Camels represent one of the most common animals used for meat, milk, transportation and sport in many African and Asian countries, as well as in Australia, since they are important for their economies. During the last years, camels have gained popularity as pets or show animals in Europe and USA.

Toxoplasmosis is a common parasitic zoonosis caused by the protozoan parasite T. gondii, related to morbidity and mortality in both human and other warm–blooded animals. Camels are usually asymptomatic according to several serological surveys (5, 8, 16, 17). On the contrary, congenital toxoplasmosis results in weak, unable to suckle calves or sudden deaths, immediately after birth (18). The only clinical case of documented toxoplasmosis in a pet camel has been reported by Hagemoser et al in 1990 (5). The 6 yr old female dromedary camel, presented with a history of anorexia and dyspnea. The animal had aborted 4 weeks before admission, but the cause of the abortion had not been investigated. Cytology of smears from the pleural fluid revealed the presence of tachyzoites of T. gondii. In addition, results of indirect hemagglutination antibody test for T. gondii were strongly positive and the camel was diagnosed with acute toxoplasmosis. That animal died a few days later despite the treatment with trimethoprimsulfadiazine for 7 days. Presumably, its abortion could be attributed to toxoplasmosis. The case presented thereby seems to be the first, but not investigated and confirmed, case of toxoplasmic abortion in camels. In contrast, in the present manuscript toxoplasmic abortion was confirmed by laboratory examinations.

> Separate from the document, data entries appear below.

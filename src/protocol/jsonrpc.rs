//! JSON-RPC 2.0 envelopes for the A2A binding
//!
//! The agent serves its JSON-RPC endpoint at the advertised card URL; the
//! same envelope types are used by the client when calling remote agents.

use serde::{Deserialize, Serialize};
use serde_json::Value;
use uuid::Uuid;

use super::message::Message;

/// A2A protocol method names
pub mod methods {
    /// Blocking message send, returns the completed task
    pub const MESSAGE_SEND: &str = "message/send";
    /// Streaming message send, returns SSE update events
    pub const MESSAGE_STREAM: &str = "message/stream";
    /// Retrieve a task by ID
    pub const TASKS_GET: &str = "tasks/get";
    /// Cancel a non-terminal task
    pub const TASKS_CANCEL: &str = "tasks/cancel";
}

/// JSON-RPC 2.0 error codes
pub mod error_codes {
    pub const PARSE_ERROR: i64 = -32700;
    pub const INVALID_REQUEST: i64 = -32600;
    pub const METHOD_NOT_FOUND: i64 = -32601;
    pub const INVALID_PARAMS: i64 = -32602;
    pub const INTERNAL_ERROR: i64 = -32603;
    /// A2A extension: the requested task does not exist
    pub const TASK_NOT_FOUND: i64 = -32001;
    /// A2A extension: the operation is not valid for the task's state
    pub const UNSUPPORTED_OPERATION: i64 = -32004;
}

/// JSON-RPC 2.0 request envelope
#[derive(Debug, Clone, Serialize, Deserialize)]
pub struct JsonRpcRequest {
    /// Protocol version, always "2.0"
    pub jsonrpc: String,

    /// Method name (see [`methods`])
    pub method: String,

    /// Method parameters
    #[serde(default)]
    pub params: Value,

    /// Request identifier, echoed in the response
    #[serde(default)]
    pub id: Value,
}

impl JsonRpcRequest {
    /// Create a request with a fresh UUID id
    pub fn new(method: impl Into<String>, params: Value) -> Self {
        Self {
            jsonrpc: "2.0".to_string(),
            method: method.into(),
            params,
            id: Value::String(Uuid::now_v7().to_string()),
        }
    }
}

/// JSON-RPC 2.0 response envelope
#[derive(Debug, Clone, Serialize, Deserialize)]
pub struct JsonRpcResponse {
    /// Protocol version, always "2.0"
    pub jsonrpc: String,

    /// Result payload, present on success
    #[serde(skip_serializing_if = "Option::is_none")]
    pub result: Option<Value>,

    /// Error object, present on failure
    #[serde(skip_serializing_if = "Option::is_none")]
    pub error: Option<JsonRpcError>,

    /// Request identifier this responds to
    pub id: Value,
}

impl JsonRpcResponse {
    /// Create a success response
    pub fn success(id: Value, result: Value) -> Self {
        Self {
            jsonrpc: "2.0".to_string(),
            result: Some(result),
            error: None,
            id,
        }
    }

    /// Create an error response
    pub fn error(id: Value, code: i64, message: impl Into<String>) -> Self {
        Self {
            jsonrpc: "2.0".to_string(),
            result: None,
            error: Some(JsonRpcError {
                code,
                message: message.into(),
                data: None,
            }),
            id,
        }
    }
}

/// JSON-RPC 2.0 error object
#[derive(Debug, Clone, Serialize, Deserialize)]
pub struct JsonRpcError {
    /// Error code
    pub code: i64,

    /// Human-readable error message
    pub message: String,

    /// Optional structured error data
    #[serde(skip_serializing_if = "Option::is_none")]
    pub data: Option<Value>,
}

/// Parameters for `message/send` and `message/stream`
#[derive(Debug, Clone, Serialize, Deserialize)]
pub struct MessageSendParams {
    /// The message to process
    pub message: Message,
}

/// Parameters for `tasks/get`
#[derive(Debug, Clone, Serialize, Deserialize)]
pub struct TasksGetParams {
    /// The task ID to retrieve
    #[serde(rename = "taskId", alias = "id")]
    pub task_id: String,
}

/// Parameters for `tasks/cancel`
#[derive(Debug, Clone, Serialize, Deserialize)]
pub struct TasksCancelParams {
    /// The task ID to cancel
    #[serde(rename = "taskId", alias = "id")]
    pub task_id: String,
}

In described spontaneous and experimental cases of toxoplasmosis in small ruminants (14, 19, 20) the affected animals usually have fever and inappetence, some hours before the abortion, but these signs resolve without medical treatment after abortion. In the present case, the camel was probably bought pregnant about 12 months ago, since there were no other camels in the farm and gestation period in camels lasts 15 months, and the owner was unaware of the animal’s pregnancy.

The vast majority of natural T. gondii infections in domestic animals are subclinical. However, T. gondii infection is an important cause of abortion and perinatal mortality in sheep and goats (2, 20). In our case severe general signs as dehydration, depression, anorexia mild dyspnea and diarrhea, were observed in the camel 7 days before the abortion. They resolved 48 h later after the supportive and anti-toxoplasmic treatment with sulfadimidine that started 24 h after abortion. Sulfadimidine, a drug that is used to control toxoplasmic abortions in sheep and goats (12, 13, 20) seems to had good results for the treatment of toxoplasmosis in the aforementioned camel. In the case of Hagemoser et al. (5), the camel did not respond to anti-toxoplasmic treatment with sulphonamides and died, possibly because there were severe complications in the pleural cavity. The response of the treatment is probably related to the type and severity of the clinical signs as well as the quick diagnosis and treatment initiation.

Conclusion

Toxoplasmosis in camels is important because of its zoonotic importance, since camels are major sources of meat in many countries. The prevalence of T. gondii infection even though is common in pastoral camels in many countries, and of economic and public health significance, it seems to be not rare in pet camels as well; especially when these animals are kept in private collections as pets and in contact with other species, without taking any specific health prevention measures. In fact, it is important to be included in the differential diagnosis of camel abortions.